In case you didn’t visit the Whatthecode article linked above, I’m going to take a leaf from the author and ask you to choose, instinctively and before reading on: which do you like? It’d be quite unlikely that both are equally as good or as bad, since everybody feels differently. If you voted the first, then you’re clearly a under_score kinda guy. If not, you’re a camelCase person.

I boil down my choice of which is better to an aesthetic factor, and three key factors. What I’m saying here is that this is my personal, over-the-years and thought-through opinion, and my justification for it. I am not touting this at fact. Hence, that said, I’d like to take a shot at:

  1. Which simply looks better?
  2. Which gives you the most information?
  3. Which is easier to code in?
  4. Which is better for comprehending code?

 

1. Which simply looks better?

This is perhaps the most not-related-to-coding question, as it deals with nothing more than aesthetics. This has more to do with what the eye (and brain) perceives as beauty, than with actual issues such as comprehension and conciseness, which will be dealt with later. As such, the answer to this question is really just a matter of personal taste.
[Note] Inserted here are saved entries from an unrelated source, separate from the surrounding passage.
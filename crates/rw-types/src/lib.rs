pub mod features;
pub mod factories;
pub mod experiment;
pub mod judgments;
pub mod errors;

pub use features::*;
pub use factories::*;
pub use experiment::*;
pub use judgments::*;
pub use errors::*;
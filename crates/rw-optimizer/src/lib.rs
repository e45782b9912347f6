//! # rw-optimizer
//!
//! Parameter search and genetic tuning for Rankwise.
//!
//! Provides bounded enumeration and random search strategies, run tracking,
//! k-fold partitioning of judged queries, the generational genetic optimizer
//! and the JSON tuning configuration consumed by the `rw-tune` binary.

mod config;
mod folds;
mod genetic;
mod search;
mod trial;

pub use config::TuningConfig;
pub use folds::Folds;
pub use genetic::{crossover, fitness_proportion, GaConfig, GaOptimizer, GaReport, GenerationStats};
pub use search::{instantiate, GridSearch, RandomSearch, SearchStrategy, Tuner};
pub use trial::{ObjectiveDirection, RunId, RunState, RunStatus, TrialResult};
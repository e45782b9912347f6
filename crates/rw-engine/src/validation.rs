use serde::{Deserialize, Serialize};
use std::collections::{BTreeSet, HashSet};
use tracing::{info, warn};

use rw_types::{config_error, JudgmentList, QueryInfo, RwResult};

use crate::client::SearchClient;

/// What judgment-id validation removed.
#[derive(Debug, Clone, Default, PartialEq, Serialize, Deserialize)]
pub struct IdValidationReport {
    pub checked: usize,
    pub missing_ids: BTreeSet<String>,
    pub dropped_queries: Vec<QueryInfo>,
}

/// Drop judged documents the backend does not know, then drop queries left
/// with no judged documents. Lookups are done `batch_size` ids at a time.
pub fn validate_judgment_ids(
    client: &dyn SearchClient,
    judgments: &JudgmentList,
    id_field: &str,
    batch_size: usize,
) -> RwResult<(JudgmentList, IdValidationReport)> {
    if batch_size == 0 {
        return Err(config_error!("id validation batch size must be at least 1"));
    }

    let all_ids: Vec<String> = judgments
        .iter()
        .flat_map(|j| j.doc_ids().map(str::to_string))
        .collect::<BTreeSet<_>>()
        .into_iter()
        .collect();

    let mut known = HashSet::with_capacity(all_ids.len());
    for batch in all_ids.chunks(batch_size) {
        known.extend(client.lookup_ids(id_field, batch)?);
    }

    let mut report = IdValidationReport {
        checked: all_ids.len(),
        ..IdValidationReport::default()
    };
    let mut validated = judgments.clone();
    for j in validated.iter_mut() {
        let missing: Vec<String> = j.doc_ids().filter(|id| !known.contains(*id)).map(str::to_string).collect();
        for id in missing {
            warn!("Judged document {} for query {} not found in index", id, j.query_info.query_id);
            j.remove_judgment(&id);
            report.missing_ids.insert(id);
        }
    }
    validated.retain(|j| {
        if j.is_empty() {
            warn!("Query {} has no valid judged documents; dropping it", j.query_info.query_id);
            report.dropped_queries.push(j.query_info.clone());
            false
        } else {
            true
        }
    });

    info!(
        "Validated {} judged ids: {} missing, {} queries dropped",
        report.checked,
        report.missing_ids.len(),
        report.dropped_queries.len()
    );
    Ok((validated, report))
}
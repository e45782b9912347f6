use serde::{Deserialize, Serialize};
use std::collections::HashSet;
use std::time::Duration;

use rw_types::{BackendError, RwResult, SearchResultSet};

use crate::request::SearchRequest;

/// Default request timeout of the bundled HTTP clients.
pub const DEFAULT_BACKEND_TIMEOUT: Duration = Duration::from_secs(30);

/// A term and its document frequency.
#[derive(Debug, Clone, PartialEq, Eq, Serialize, Deserialize)]
pub struct TermCount {
    pub token: String,
    pub doc_freq: u64,
}

impl TermCount {
    pub fn new(token: impl Into<String>, doc_freq: u64) -> Self {
        Self {
            token: token.into(),
            doc_freq,
        }
    }
}

/// Blocking search backend.
pub trait SearchClient: Send + Sync {
    fn name(&self) -> &str;

    fn search(&self, request: &SearchRequest) -> Result<SearchResultSet, BackendError>;

    /// Tokens produced by the analyzer of `field` for `text`.
    fn analyze(&self, field: &str, text: &str) -> Result<Vec<String>, BackendError>;

    fn get_terms(
        &self,
        field: &str,
        lower_bound: &str,
        limit: usize,
        min_doc_freq: u64,
    ) -> Result<Vec<TermCount>, BackendError>;

    /// Which of `ids` exist in the index.
    fn lookup_ids(&self, id_field: &str, ids: &[String]) -> Result<HashSet<String>, BackendError>;
}

pub(crate) fn http_client(backend: &str, timeout: Duration) -> RwResult<reqwest::blocking::Client> {
    reqwest::blocking::Client::builder()
        .timeout(timeout)
        .build()
        .map_err(|e| {
            BackendError::Transport {
                backend: backend.to_string(),
                message: e.to_string(),
            }
            .into()
        })
}

pub(crate) fn transport_error(backend: &str, error: reqwest::Error) -> BackendError {
    BackendError::Transport {
        backend: backend.to_string(),
        message: error.to_string(),
    }
}

pub(crate) fn parse_error(backend: &str, message: impl Into<String>) -> BackendError {
    BackendError::Parse {
        backend: backend.to_string(),
        message: message.into(),
    }
}

/// Send a prepared request and decode its JSON body, mapping every failure
/// to a [`BackendError`].
pub(crate) fn send_json(
    backend: &str,
    request: reqwest::blocking::RequestBuilder,
) -> Result<serde_json::Value, BackendError> {
    let response = request.send().map_err(|e| transport_error(backend, e))?;
    let status = response.status();
    if !status.is_success() {
        let message = response.text().unwrap_or_default();
        return Err(BackendError::Status {
            backend: backend.to_string(),
            status: status.as_u16(),
            message,
        });
    }
    response
        .json::<serde_json::Value>()
        .map_err(|e| parse_error(backend, e.to_string()))
}

/// Document ids may be strings or numbers in backend responses.
pub(crate) fn id_to_string(value: &serde_json::Value) -> Option<String> {
    match value {
        serde_json::Value::String(s) => Some(s.clone()),
        serde_json::Value::Number(n) => Some(n.to_string()),
        serde_json::Value::Array(values) => values.first().and_then(id_to_string),
        _ => None,
    }
}

pub(crate) fn url_join(base: &str, path: &str) -> String {
    format!("{}/{}", base.trim_end_matches('/'), path.trim_start_matches('/'))
}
I personally will vote for the under_score convention here, as it sits well with my notion of what beautiful prose should look like — well-spaced, easy to pick apart key words, more spread out lines, and so on.

My opinion: under_score.

 

2. Which gives you the most information?

I’d argue that camelCase, together with PascalCase, has the highest fidelity of information. There are two reasons for that. Firstly, camelCase and PascalCase are distinctive, yet belong to the same naming convention. Hence, using camelCase to represent one set of things (say, function names, variable names), and PascalCase to represent another (say, class names, module names), gives immediate clues into the origin and purpose of a given “thing”. Once you’ve assimilated this and it has become second nature, you’ll be reading and comprehending code much faster, perhaps without even realizing it.
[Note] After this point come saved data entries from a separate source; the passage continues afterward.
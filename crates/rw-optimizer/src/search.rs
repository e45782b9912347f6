//! Bounded enumeration and random sampling of experiments, and the driver
//! that evaluates their suggestions.

use rand::SeedableRng;
use rand_chacha::ChaCha8Rng;
use std::collections::BTreeMap;
use std::time::Instant;
use tracing::{error, info, warn};

use rw_data::Repository;
use rw_engine::{ExperimentRunner, RunOutcome};
use rw_scoring::{ScorerConfig, ALL_QUERY_SETS};
use rw_types::{config_error, Experiment, Feature, FeatureFactories, JudgmentList, RwResult};

use crate::trial::{ObjectiveDirection, RunStatus, TrialResult};

/// A strategy that proposes experiments to evaluate.
pub trait SearchStrategy: Send + Sync {
    /// Up to `count` new experiments. An empty batch means exhausted.
    fn suggest(&mut self, count: usize) -> RwResult<Vec<Experiment>>;

    /// Feed back the objective of an evaluated experiment.
    fn report(&mut self, _experiment: &Experiment, _objective: f64) {}

    fn name(&self) -> &str;
}

/// Copy of `base` carrying `name` and `params`; fixed settings are kept.
pub fn instantiate(base: &Experiment, name: String, params: BTreeMap<String, Feature>) -> Experiment {
    Experiment {
        name,
        params,
        ..base.clone()
    }
}

// ---- Grid search ----

/// Cartesian product of every factory's bounded permutations.
#[derive(Debug, Clone)]
pub struct GridSearch {
    base: Experiment,
    prefix: String,
    cursor: usize,
    combos: Vec<BTreeMap<String, Feature>>,
}

impl GridSearch {
    pub fn new(
        factories: &FeatureFactories,
        base: Experiment,
        max_per_feature: usize,
        max_experiments: usize,
        prefix: impl Into<String>,
    ) -> Self {
        let combos = Self::build_grid(factories, max_per_feature, max_experiments);
        info!(
            "Grid over {} parameters holds {} experiments",
            factories.len(),
            combos.len()
        );
        Self {
            base,
            prefix: prefix.into(),
            cursor: 0,
            combos,
        }
    }

    pub fn len(&self) -> usize {
        self.combos.len()
    }

    pub fn is_empty(&self) -> bool {
        self.combos.is_empty()
    }

    fn build_grid(
        factories: &FeatureFactories,
        max_per_feature: usize,
        max_experiments: usize,
    ) -> Vec<BTreeMap<String, Feature>> {
        let mut result: Vec<BTreeMap<String, Feature>> = vec![BTreeMap::new()];
        for (name, factory) in factories.iter() {
            let axis = factory.permute(max_per_feature);
            if axis.is_empty() {
                warn!("Feature {} has no values to enumerate; leaving it out of the grid", name);
                continue;
            }
            let mut next = Vec::with_capacity((result.len() * axis.len()).min(max_experiments));
            'outer: for existing in &result {
                for value in &axis {
                    if next.len() >= max_experiments {
                        break 'outer;
                    }
                    let mut combo = existing.clone();
                    combo.insert(name.to_string(), value.clone());
                    next.push(combo);
                }
            }
            result = next;
        }
        result.truncate(max_experiments);
        result
    }
}

impl SearchStrategy for GridSearch {
    fn suggest(&mut self, count: usize) -> RwResult<Vec<Experiment>> {
        let end = (self.cursor + count).min(self.combos.len());
        let batch = (self.cursor..end)
            .map(|i| instantiate(&self.base, format!("{}_{}", self.prefix, i), self.combos[i].clone()))
            .collect();
        self.cursor = end;
        Ok(batch)
    }

    fn name(&self) -> &str {
        "grid"
    }
}

// ---- Random search ----

/// Independent random sampling from every factory with a seeded generator.
#[derive(Debug, Clone)]
pub struct RandomSearch {
    factories: FeatureFactories,
    base: Experiment,
    prefix: String,
    rng: ChaCha8Rng,
    drawn: usize,
}

impl RandomSearch {
    pub fn new(factories: FeatureFactories, base: Experiment, seed: u64, prefix: impl Into<String>) -> Self {
        Self {
            factories,
            base,
            prefix: prefix.into(),
            rng: ChaCha8Rng::seed_from_u64(seed),
            drawn: 0,
        }
    }
}

impl SearchStrategy for RandomSearch {
    fn suggest(&mut self, count: usize) -> RwResult<Vec<Experiment>> {
        let mut batch = Vec::with_capacity(count);
        for _ in 0..count {
            let params = self.factories.random_params(&mut self.rng)?;
            batch.push(instantiate(&self.base, format!("{}_{}", self.prefix, self.drawn), params));
            self.drawn += 1;
        }
        Ok(batch)
    }

    fn name(&self) -> &str {
        "random"
    }
}

// ---- Driver ----

/// Evaluates strategy suggestions and tracks the run.
pub struct Tuner<'a> {
    runner: &'a ExperimentRunner,
    repository: &'a dyn Repository,
    judgments: &'a JudgmentList,
    scorers: &'a [ScorerConfig],
    objective: String,
    direction: ObjectiveDirection,
}

impl<'a> Tuner<'a> {
    /// `objective` names the scorer whose primary statistic over all queries
    /// is reported back to the strategy.
    pub fn new(
        runner: &'a ExperimentRunner,
        repository: &'a dyn Repository,
        judgments: &'a JudgmentList,
        scorers: &'a [ScorerConfig],
        objective: impl Into<String>,
        direction: ObjectiveDirection,
    ) -> RwResult<Self> {
        let objective = objective.into();
        if !scorers.iter().any(|s| s.name() == objective) {
            return Err(config_error!("objective scorer {objective} is not configured"));
        }
        Ok(Self {
            runner,
            repository,
            judgments,
            scorers,
            objective,
            direction,
        })
    }

    /// Evaluate at most `max_experiments` suggestions, asking for
    /// `batch_size` at a time. A run-level failure aborts the run.
    pub fn run(
        &self,
        strategy: &mut dyn SearchStrategy,
        max_experiments: usize,
        batch_size: usize,
    ) -> RwResult<RunStatus> {
        let mut status = RunStatus::new(strategy.name(), self.objective.clone(), self.direction);
        status.mark_running();
        info!(
            "Starting {} search over at most {} experiments, objective {}",
            strategy.name(),
            max_experiments,
            self.objective
        );

        let mut evaluated = 0;
        while evaluated < max_experiments {
            let wanted = batch_size.max(1).min(max_experiments - evaluated);
            let batch = match strategy.suggest(wanted) {
                Ok(batch) => batch,
                Err(e) => return Err(self.fail(&mut status, e)),
            };
            if batch.is_empty() {
                break;
            }
            for experiment in batch {
                evaluated += 1;
                match self.evaluate(&experiment) {
                    Ok(Some(result)) => {
                        strategy.report(&experiment, result.objective);
                        status.record(result);
                    }
                    Ok(None) => status.skipped += 1,
                    Err(e) => {
                        status.failed += 1;
                        return Err(self.fail(&mut status, e));
                    }
                }
            }
        }

        status.mark_completed();
        match &status.best {
            Some(best) => info!(
                "{} search finished: {} evaluated, {} skipped, best {} with {} = {:.4}",
                status.strategy, status.completed, status.skipped, best.experiment, self.objective, best.objective
            ),
            None => info!(
                "{} search finished: {} evaluated, {} skipped",
                status.strategy, status.completed, status.skipped
            ),
        }
        Ok(status)
    }

    /// `None` when the repository already holds scores for the experiment.
    pub fn evaluate(&self, experiment: &Experiment) -> RwResult<Option<TrialResult>> {
        let start = Instant::now();
        let outcome = self
            .runner
            .run_and_store(experiment, self.judgments, self.scorers, self.repository)?;
        let scorers = match outcome {
            RunOutcome::Skipped => return Ok(None),
            RunOutcome::Completed { scorers, .. } => scorers,
        };
        let metrics: BTreeMap<String, f64> = scorers
            .summaries(ALL_QUERY_SETS)
            .into_iter()
            .map(|(name, stats)| (name, stats.primary()))
            .collect();
        let objective = metrics.get(&self.objective).copied().unwrap_or(0.0);
        Ok(Some(TrialResult {
            experiment: experiment.name.clone(),
            objective,
            metrics,
            duration_ms: Some(start.elapsed().as_millis() as u64),
        }))
    }

    fn fail(&self, status: &mut RunStatus, e: rw_types::RwError) -> rw_types::RwError {
        error!("{} search aborted: {}", status.strategy, e);
        status.mark_failed(e.to_string());
        e
    }
}

#[cfg(test)]
mod tests {
    use super::*;
    use rw_types::{ChoiceFactory, FeatureFactory, FloatFactory};

    fn factories() -> FeatureFactories {
        FeatureFactories::new()
            .with(
                "tie",
                FeatureFactory::Float(FloatFactory::new(0.0, 1.0).with_values(vec![0.0, 0.1, 0.3])),
            )
            .unwrap()
            .with(
                "q.op",
                FeatureFactory::Choice(ChoiceFactory::new(vec!["AND".into(), "OR".into()])),
            )
            .unwrap()
    }

    fn base() -> Experiment {
        Experiment::new("base", "http://localhost:8983/solr/products")
            .with_handler("select")
            .with_filter_queries(["inStock:true"])
    }

    #[test]
    fn grid_is_cartesian_product_in_name_order() {
        let mut grid = GridSearch::new(&factories(), base(), 10, 100, "grid");
        assert_eq!(grid.len(), 6);

        let first = grid.suggest(4).unwrap();
        assert_eq!(first.len(), 4);
        assert_eq!(first[0].name, "grid_0");
        assert_eq!(first[0].param("q.op"), Some(&Feature::Choice("AND".into())));
        assert_eq!(first[0].param("tie"), Some(&Feature::Float(0.0)));
        assert_eq!(first[1].param("tie"), Some(&Feature::Float(0.1)));
        assert_eq!(first[3].param("q.op"), Some(&Feature::Choice("OR".into())));
        assert!(first.iter().all(|e| e.custom_handler.as_deref() == Some("select")));

        let rest = grid.suggest(4).unwrap();
        assert_eq!(rest.len(), 2);
        assert_eq!(rest[1].name, "grid_5");
        assert!(grid.suggest(4).unwrap().is_empty());
    }

    #[test]
    fn grid_respects_caps() {
        let grid = GridSearch::new(&factories(), base(), 2, 100, "g");
        assert_eq!(grid.len(), 4);
        let grid = GridSearch::new(&factories(), base(), 10, 5, "g");
        assert_eq!(grid.len(), 5);
    }

    #[test]
    fn random_search_is_reproducible() {
        let mut a = RandomSearch::new(factories(), base(), 7, "rnd");
        let mut b = RandomSearch::new(factories(), base(), 7, "rnd");
        let first = a.suggest(5).unwrap();
        assert_eq!(first, b.suggest(5).unwrap());
        assert_eq!(first[4].name, "rnd_4");
        assert_eq!(a.suggest(1).unwrap()[0].name, "rnd_5");
        assert!(first.iter().all(|e| e.params.len() == 2));
    }
}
Secondly, the camelCase/PascalCase convention is the more condensed of the two conventions. numItems and MilitaryBoat is shorter than num_items and military_boat. On a single identifier, the length may not make much of a difference. However, code isn’t made up of one or two identifiers on a single line (with a few exceptions), it’s made up of numerous. I believe that the amount of -relevant- information in a given line has a direct translation to how easy it is to comprehend the code. We, as humans, don’t have infinite abilities to keep everything in our heads, and a visual reference is very important in aiding understanding when we cannot memorize and connect everything mentally.
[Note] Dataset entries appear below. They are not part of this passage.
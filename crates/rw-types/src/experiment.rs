use serde::{Deserialize, Serialize};
use std::collections::{BTreeMap, BTreeSet};

use crate::errors::RwResult;
use crate::factories::is_reserved;
use crate::features::Feature;
use crate::config_error;

/// A fully specified candidate ranking configuration.
///
/// Parameters are keyed by name; each name is both the request parameter sent
/// to the backend and the name of the factory that governs the value.
#[derive(Debug, Clone, PartialEq, Serialize, Deserialize)]
#[serde(rename_all = "camelCase")]
pub struct Experiment {
    pub name: String,
    pub url: String,
    #[serde(default, skip_serializing_if = "Option::is_none")]
    pub custom_handler: Option<String>,
    #[serde(default)]
    pub params: BTreeMap<String, Feature>,
    #[serde(default)]
    pub filter_queries: BTreeSet<String>,
}

impl Experiment {
    pub fn new(name: impl Into<String>, url: impl Into<String>) -> Self {
        Self {
            name: name.into(),
            url: url.into(),
            custom_handler: None,
            params: BTreeMap::new(),
            filter_queries: BTreeSet::new(),
        }
    }

    pub fn with_handler(mut self, handler: impl Into<String>) -> Self {
        self.custom_handler = Some(handler.into());
        self
    }

    pub fn with_param(mut self, name: impl Into<String>, value: Feature) -> Self {
        self.params.insert(name.into(), value);
        self
    }

    pub fn with_params(mut self, params: BTreeMap<String, Feature>) -> Self {
        self.params = params;
        self
    }

    pub fn with_filter_queries<I, S>(mut self, filter_queries: I) -> Self
    where
        I: IntoIterator<Item = S>,
        S: Into<String>,
    {
        self.filter_queries = filter_queries.into_iter().map(Into::into).collect();
        self
    }

    pub fn param(&self, name: &str) -> Option<&Feature> {
        self.params.get(name)
    }

    /// Names must be unique per run and no parameter may shadow `q` or `fq`.
    pub fn validate(&self) -> RwResult<()> {
        if self.name.trim().is_empty() {
            return Err(config_error!("experiment name must not be empty"));
        }
        if let Some(name) = self.params.keys().find(|k| is_reserved(k)) {
            return Err(config_error!(
                "experiment {} sets reserved parameter '{name}'",
                self.name
            ));
        }
        Ok(())
    }

    /// Rendered `(name, value)` pairs for the backend.
    pub fn rendered_params(&self) -> Vec<(String, String)> {
        self.params
            .iter()
            .map(|(name, value)| (name.clone(), value.render()))
            .collect()
    }
}
use gloo_timers::future::TimeoutFuture;
use leptos::prelude::*;
use leptos::task::spawn_local;

use crate::typewriter::{Typewriter, TypewriterConfig, drive, liveness};

const SR_ONLY: &str = "position:absolute;width:1px;height:1px;overflow:hidden;clip:rect(0,0,0,0);white-space:nowrap;";

/// Types, holds and deletes each word in turn, followed by a blinking cursor.
///
/// Screen readers get the full word list once instead of every keystroke.
#[component]
pub fn CyclingText(words: Vec<String>, config: TypewriterConfig) -> impl IntoView {
    let cursor = config.cursor.clone();
    let spoken = words.join(", ");
    let machine = Typewriter::new(&words, config);
    let text = RwSignal::new(machine.text());

    // timers stop once the owner drops the guard
    let (guard, alive) = liveness();
    _ = StoredValue::new_local(guard);

    if machine.first_delay().is_some() {
        spawn_local(drive(machine, alive, move |t| text.set(t), TimeoutFuture::new));
    }

    view! {
        <span class="sr-only" style=SR_ONLY>{ spoken }</span>
        <span aria-hidden="true">{ move || text.get() }</span>
        <span class="animate-pulse" aria-hidden="true">{ cursor }</span>
    }
}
Hence, the conciseness of representation has a huge bearing on me. As a small point, many underscores on a line is also.. ugly. Again, that’s personal ;)

My opinion: camelCase/PascalCase.

 

3. Which is easier to code in?

Again, for this I’d go with camelCase/PascalCase. Hitting shift on a new word is just easy to hit (at least on QWERTY keyboards) than the darn underscore key. Even for decent touch-typists, of which I consider myself, the error rate on hitting the underscore hit is easily infinitely higher than hitting the shift key, because you can hardly miss the shift key.

Hence, camelCase/PascalCase is often much, much easier to type, fast.

My opinion: camelCase/PascalCase.

 

4. Which is better for comprehending code?

There’s no real difference between reading other people’s code and reading your own code after some period of time. They all rely on your ability to comprehend the code that you see. Taking comments out of the picture, which should not be there to replace or fix badly named identifiers anyway,

I’d say that camelCase/PascalCase is again, better. camelCase/PascalCase accentuates the interactions between identifiers, which is the (more) important issue, rather than figuring out the name of the identifier.

Let me make the counter-argument first: under_scores closely mimic the way words are crafted into sentences in English, and hence is certainly easier to read.

I don’t agree. Yes, it is easier to read — as words. It is not easier to comprehend — as code. Code is not about one or two lines, it’s about blocks. This is akin to paragraphs in a language, not sentences. A single line of code hardly as much meaning in the grand scheme of things. The act of introducing blanks (represented by underscores) splits words up so it’s easy to read them quickly, but you lose the meaning that you are looking at an identifier. Taken from a “sentence” point of view, you lose the ability to distinguish the interactions of identifiers with each other. Taken from a “paragraph” point of view, you have a bunch of harder “sentences” to read.

Consider this:

remaining_chars = end_of_file_index - current_file_index

and this:

remainingChars = endOfFileIndex - currentFileIndex

The interactions between the three identifiers (in this case, variables) is extremely clear in the second case, but less so in the first case. Throw in your curly braces, indentations, other forms of “whitespace”, and things become less and less clear. The obvious counter-argument is that IDEs will beautifully color identifiers, making my point moot. I disagree that it’s moot though. Yes, indeed syntax highlighting resolves the issue to a large extent. However, my gripe is that firstly, not all syntax highlighting schemes are appropriately designed. Secondly, there are often times when you browse through code that is not syntax highlighted. Thirdly, I prefer having two forms of pattern matching for my brain to hook on (shape, and color), rather than one (just colors).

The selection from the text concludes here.